While focusing on resolution, this is what I am trying to implement.

To get the exact effect with Flowcontrol, I think it is good idea to focuse on FlowControlTime(FCT) instead of FlowControlCount(FCC) based on FlowControlleD (FCD) filed in ResusageSAWT table. Just using shortcut names for easy of explanation. 

So before going to analyze on FCT, i will check wither FCD is recorded as 1 or 0. If FCD is 0 the AMP is not in flowcontrol. My question here is,

For one logging period of 600 seconds (10 mints), if FlowControlCnt showing 20 and FlowControlTime=6000 millseconds and FlowControlled=0. So in this case i can ignore even FCT showing 6 seconds?

Teradata Employee

Geeta,

FlowControlled:  This metric tells you if the AMP is in flow control at this point in time. It is a snapshot taken at the end of the logging interval.  If it is zero, it indicates the AMP was not in flow control at that time.  If it is non-zero, it means that the AMP was in flow control at interval end.  But because it is zero doesn't mean that flow control had not been happening during the logging interval.

Because this metric is a snapshot taken at the end of the logging interval, it only tells you if there was flow control at that point in time.  You could have been in and out flow control many times during the interval and FlowControlled will not reflect that.  Therefore, when this metric is 0, you should not assume there has been no flow control.

If you are no 14.0 and above, it is best to rely on FlowCtlTime to detect flow control, no matter what flow control count reports.  If you are on earlier releases,  FlowCtlTime was not always accurate, so in that case it is best to rely on FlowCtlCnt.

See page 28-29 of the orange book AMP Worker Tasks Teradata Database 14.0 for a good explanation of how the flow control metrics in the ResUsageSAWT interact, and which ones to use for what.

Thanks, -Carrie

Enthusiast

Thank you for the clarification before and after Veriosn 14 for FlowControl analysis. 

And in terms of setting up an alert on flowcontrol in Viewpoint, as far as I knnow, there is no alert type available in Viewpoint. Rather, I think we can create a 'System Event Type' for 'Flow Control' from type of the system event type.
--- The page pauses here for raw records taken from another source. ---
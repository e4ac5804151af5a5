//! CLI argument definitions for `CampusAnalytics`

use clap::{builder::BoolishValueParser, Parser, Subcommand, ValueEnum};
use std::path::PathBuf;

use campus_analytics::config::ConfigOverrides;
use logger::Level;

/// CLI log level argument
///
/// Log levels that can be passed via CLI arguments. Converts to lowercase
/// strings for config storage and to `logger::Level` for runtime use.
#[derive(Copy, Clone, Debug, ValueEnum, PartialEq, Eq)]
pub enum LogLevelArg {
    /// Error-level logging
    Error,
    /// Warning-level logging
    Warn,
    /// Info-level logging
    Info,
    /// Debug-level logging
    Debug,
}

impl From<LogLevelArg> for Level {
    fn from(arg: LogLevelArg) -> Self {
        match arg {
            LogLevelArg::Error => Self::Error,
            LogLevelArg::Warn => Self::Warn,
            LogLevelArg::Info => Self::Info,
            LogLevelArg::Debug => Self::Debug,
        }
    }
}

impl std::fmt::Display for LogLevelArg {
    fn fmt(&self, f: &mut std::fmt::Formatter<'_>) -> std::fmt::Result {
        let as_str = match self {
            Self::Error => "error",
            Self::Warn => "warn",
            Self::Info => "info",
            Self::Debug => "debug",
        };
        write!(f, "{as_str}")
    }
}

#[derive(Debug, Subcommand)]
pub enum ConfigSubcommand {
    /// Display configuration values.
    ///
    /// If a KEY is provided, displays only that configuration value.
    /// If no KEY is provided, displays all configuration values.
    Get {
        /// Optional configuration key to display (e.g., `level`, `token`)
        #[arg(value_name = "KEY")]
        key: Option<String>,
    },
    /// Set a configuration value.
    Set {
        /// Configuration key to set
        #[arg(value_name = "KEY")]
        key: String,
        /// Value to set
        #[arg(value_name = "VALUE")]
        value: String,
    },
    /// Unset a configuration value.
    Unset {
        /// Configuration key to unset
        #[arg(value_name = "KEY")]
        key: String,
    },
    /// Reset configuration to defaults (requires confirmation).
    Reset,
}

#[derive(Debug, Subcommand)]
pub enum Command {
    /// Manage configuration.
    ///
    /// If no subcommand is provided, displays all configuration values.
    Config {
        #[command(subcommand)]
        subcommand: Option<ConfigSubcommand>,
    },
    /// Analyze exported grade records.
    ///
    /// Loads a JSON export of grade records, prints the GPA summary and
    /// SGPA/CGPA trend, and optionally writes a transcript report.
    Grades {
        /// Path to the grades JSON file
        #[arg(value_name = "FILE")]
        input_file: PathBuf,

        /// Restrict the GPA figure to one semester (e.g., "Monsoon 2024")
        #[arg(long, value_name = "LABEL")]
        semester: Option<String>,

        /// Compare against a student profile JSON and warn on CGPA drift
        #[arg(long, value_name = "FILE")]
        profile: Option<PathBuf>,

        /// Generate a transcript report in the specified format (md, html)
        #[arg(long, value_name = "FORMAT")]
        report: Option<String>,

        /// Report output path (defaults to config `reports_dir` plus the
        /// input file name)
        #[arg(short, long, value_name = "FILE")]
        output: Option<PathBuf>,

        /// Write the SGPA/CGPA trend as CSV to the given path
        #[arg(long, value_name = "FILE")]
        csv: Option<PathBuf>,
    },
    /// Validate a course selection against a term catalog.
    ///
    /// Loads a JSON export of the term's course catalog and replays the
    /// given course ids through the registration validator, printing each
    /// accept/reject decision and the resulting schedule.
    Registration {
        /// Path to the course catalog JSON file
        #[arg(value_name = "FILE")]
        input_file: PathBuf,

        /// Course ids (or codes) to register, in order
        #[arg(short, long, value_name = "ID", num_args = 1..)]
        select: Vec<String>,

        /// Term slug for the printed submission payload (e.g.,
        /// "monsoon-2024")
        #[arg(long, value_name = "TERM")]
        term: Option<String>,
    },
}

#[derive(Parser, Debug)]
#[command(
    name = "campusanalytics",
    about = "CampusAnalytics command-line interface",
    version = env!("CARGO_PKG_VERSION")
)]
pub struct Cli {
    /// Set the runtime log level (error|warn|info|debug). Falls back to config if omitted.
    #[arg(long, value_enum)]
    pub log_level: Option<LogLevelArg>,

    /// Enable verbose output (runtime only)
    #[arg(short = 'v', long = "verbose")]
    pub verbose: bool,

    /// Enable debug-level logging and runtime debug flag (shorthand)
    #[arg(long = "debug")]
    pub debug_flag: bool,

    /// Write runtime logs to a file
    #[arg(long, value_name = "PATH")]
    pub log_file: Option<PathBuf>,

    // --- Config overrides ---
    /// Override config logging level (stored in config file)
    #[arg(long = "config-level", value_enum)]
    pub config_level: Option<LogLevelArg>,

    /// Override config log file path
    #[arg(long = "config-log-file", value_name = "PATH")]
    pub config_log_file: Option<PathBuf>,

    /// Override config verbose flag (true/false)
    #[arg(long = "config-verbose", value_parser = BoolishValueParser::new())]
    pub config_verbose: Option<bool>,

    /// Override config API base URL
    #[arg(long = "api-url", value_name = "URL")]
    pub api_url: Option<String>,

    /// Override config API token
    #[arg(long = "api-token", value_name = "TOKEN")]
    pub api_token: Option<String>,

    /// Override config reports output directory
    #[arg(long = "reports-dir", value_name = "DIR")]
    pub reports_dir: Option<PathBuf>,

    /// Subcommand to execute.
    /// A subcommand is required to run the CLI.
    #[command(subcommand)]
    pub command: Command,
}

impl Cli {
    /// Convert CLI flags into config overrides
    ///
    /// Transforms CLI arguments into a `ConfigOverrides` struct that can be
    /// applied to the loaded configuration; `None` means no override.
    pub fn to_config_overrides(&self) -> ConfigOverrides {
        ConfigOverrides {
            level: self.config_level.map(|lvl| lvl.to_string()),
            file: self
                .config_log_file
                .as_ref()
                .map(|p| p.to_string_lossy().to_string()),
            verbose: self.config_verbose,
            base_url: self.api_url.clone(),
            token: self.api_token.clone(),
            reports_dir: self
                .reports_dir
                .as_ref()
                .map(|p| p.to_string_lossy().to_string()),
        }
    }
}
First we would like to see how many times the system is really going in to Flowcontrol before working with application teams. So I think for getting an email alert to a DBA, setting a 'System Event Type', with "#of Amps=1", "Qualification Time =1 Minute" can send an email. So that way, we can analyze the frequency of Flowcontrol on one amp or many amps (I set # of AMPs=1 just to see every trace of Flowcontrol on the system).
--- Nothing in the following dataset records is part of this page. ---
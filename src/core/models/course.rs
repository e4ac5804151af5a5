//! Course offering and meeting-slot models
//!
//! Meeting times are stored as minutes since midnight rather than "HH:MM"
//! strings. Lexical comparison of time strings only works while every value
//! is zero-padded 24-hour ("9:00" sorts after "10:00"), so the parse
//! happens once at the ingestion boundary and the rest of the code compares
//! integers.

use std::fmt;
use std::str::FromStr;

/// Teaching day (the institute schedules classes Monday through Friday)
#[derive(Debug, Clone, Copy, PartialEq, Eq, Hash)]
pub enum Weekday {
    /// Monday
    Monday,
    /// Tuesday
    Tuesday,
    /// Wednesday
    Wednesday,
    /// Thursday
    Thursday,
    /// Friday
    Friday,
}

impl Weekday {
    /// Day name as used in schedules
    #[must_use]
    pub const fn as_str(self) -> &'static str {
        match self {
            Self::Monday => "Monday",
            Self::Tuesday => "Tuesday",
            Self::Wednesday => "Wednesday",
            Self::Thursday => "Thursday",
            Self::Friday => "Friday",
        }
    }
}

impl FromStr for Weekday {
    type Err = String;

    fn from_str(s: &str) -> Result<Self, Self::Err> {
        match s.to_ascii_lowercase().as_str() {
            "monday" => Ok(Self::Monday),
            "tuesday" => Ok(Self::Tuesday),
            "wednesday" => Ok(Self::Wednesday),
            "thursday" => Ok(Self::Thursday),
            "friday" => Ok(Self::Friday),
            _ => Err(format!("Unknown weekday: '{s}'")),
        }
    }
}

impl fmt::Display for Weekday {
    fn fmt(&self, f: &mut fmt::Formatter<'_>) -> fmt::Result {
        write!(f, "{}", self.as_str())
    }
}

/// A time of day stored as minutes since midnight
///
/// Parses `"HH:MM"` in 24-hour notation; a missing leading zero on the hour
/// is accepted and normalized. Displays zero-padded.
#[derive(Debug, Clone, Copy, PartialEq, Eq, PartialOrd, Ord, Hash)]
pub struct ClockTime(u16);

impl ClockTime {
    /// Build from an hour/minute pair
    ///
    /// # Errors
    ///
    /// Returns an error when the pair is not a valid 24-hour time.
    pub fn new(hour: u16, minute: u16) -> Result<Self, String> {
        if hour >= 24 || minute >= 60 {
            return Err(format!("Invalid time: {hour}:{minute:02}"));
        }
        Ok(Self(hour * 60 + minute))
    }

    /// Minutes since midnight
    #[must_use]
    pub const fn minutes(self) -> u16 {
        self.0
    }
}

impl FromStr for ClockTime {
    type Err = String;

    fn from_str(s: &str) -> Result<Self, Self::Err> {
        let (hour, minute) = s
            .split_once(':')
            .ok_or_else(|| format!("Invalid time: '{s}' (expected HH:MM)"))?;
        let hour: u16 = hour
            .trim()
            .parse()
            .map_err(|_| format!("Invalid hour in '{s}'"))?;
        let minute: u16 = minute
            .trim()
            .parse()
            .map_err(|_| format!("Invalid minute in '{s}'"))?;
        Self::new(hour, minute)
    }
}

impl fmt::Display for ClockTime {
    fn fmt(&self, f: &mut fmt::Formatter<'_>) -> fmt::Result {
        write!(f, "{:02}:{:02}", self.0 / 60, self.0 % 60)
    }
}

/// A weekly meeting: one day, one half-open time interval `[start, end)`
#[derive(Debug, Clone, Copy, PartialEq, Eq, Hash)]
pub struct MeetingSlot {
    /// Day of the week
    pub day: Weekday,
    /// Start of the meeting (inclusive)
    pub start: ClockTime,
    /// End of the meeting (exclusive)
    pub end: ClockTime,
}

impl MeetingSlot {
    /// Build a slot, rejecting empty or inverted intervals
    ///
    /// # Errors
    ///
    /// Returns an error when `end <= start`.
    pub fn new(day: Weekday, start: ClockTime, end: ClockTime) -> Result<Self, String> {
        if end <= start {
            return Err(format!("Meeting ends at or before it starts: {start}-{end}"));
        }
        Ok(Self { day, start, end })
    }

    /// Whether two slots collide
    ///
    /// Half-open semantics: back-to-back meetings where one ends exactly
    /// when the other starts do not overlap.
    #[must_use]
    pub fn overlaps(&self, other: &Self) -> bool {
        self.day == other.day && self.start < other.end && other.start < self.end
    }
}

impl fmt::Display for MeetingSlot {
    fn fmt(&self, f: &mut fmt::Formatter<'_>) -> fmt::Result {
        write!(f, "{}, {}-{}", self.day, self.start, self.end)
    }
}

/// A course offered in a term's catalog, immutable within a session
#[derive(Debug, Clone, PartialEq)]
pub struct CourseOffering {
    /// Catalog identifier, unique per term
    pub id: String,

    /// Course code (e.g., "CSE101")
    pub code: String,

    /// Full course name
    pub name: String,

    /// Credit hours (positive)
    pub credits: u32,

    /// Instructor name
    pub instructor: String,

    /// Weekly meeting slot
    pub schedule: MeetingSlot,
}

impl CourseOffering {
    /// Create a new course offering
    #[must_use]
    pub const fn new(
        id: String,
        code: String,
        name: String,
        credits: u32,
        instructor: String,
        schedule: MeetingSlot,
    ) -> Self {
        Self {
            id,
            code,
            name,
            credits,
            instructor,
            schedule,
        }
    }
}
Please let me know if I miss anything in considering a system event type.

Teradata Employee

Geeta,

The flow control event in 13.10 is not a very reliable way to assess the frequency or even the presence of flow control on the AMPs.  That is because it does not use the flow control time metric from the SAWT table, as the flow control event does in 14.10.  It uses the FlowControlled metric, which only reflects the state of the AMP at the end of the logging interval.  It will not tell you how often AMPs go into flow control.   So there will be many episodes of flow control that will be missed by FlowControlled.
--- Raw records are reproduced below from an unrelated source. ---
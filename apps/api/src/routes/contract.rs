//! Contract submission.

use axum::extract::rejection::JsonRejection;
use axum::extract::State;
use axum::http::StatusCode;
use axum::Json;
use micks_core::SaleRecord;

use crate::error::ApiResult;
use crate::service::ContractRequest;
use crate::AppState;

/// `POST /api/contract`: stores the sale and answers 201 with the record.
pub async fn contract(
    State(state): State<AppState>,
    payload: Result<Json<ContractRequest>, JsonRejection>,
) -> ApiResult<(StatusCode, Json<SaleRecord>)> {
    let Json(request) = payload?;
    let record = state.sales.contract(request).await?;
    Ok((StatusCode::CREATED, Json(record)))
}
I would suggest you think about using the AMP worker task event instead of the flow control event.  If you pay attention to when you run out of AMP worker tasks and take action when you do, you will never get into flow control conditions, or rarely get into them.  Therefore you would not need the flow control event.

Thanks, -Carrie

Enthusiast

Good to know the event is not so realiable. Just cuirous to know, was there any bug OR limitation with 13.10 for that specific event in DBMS/Viewpoint?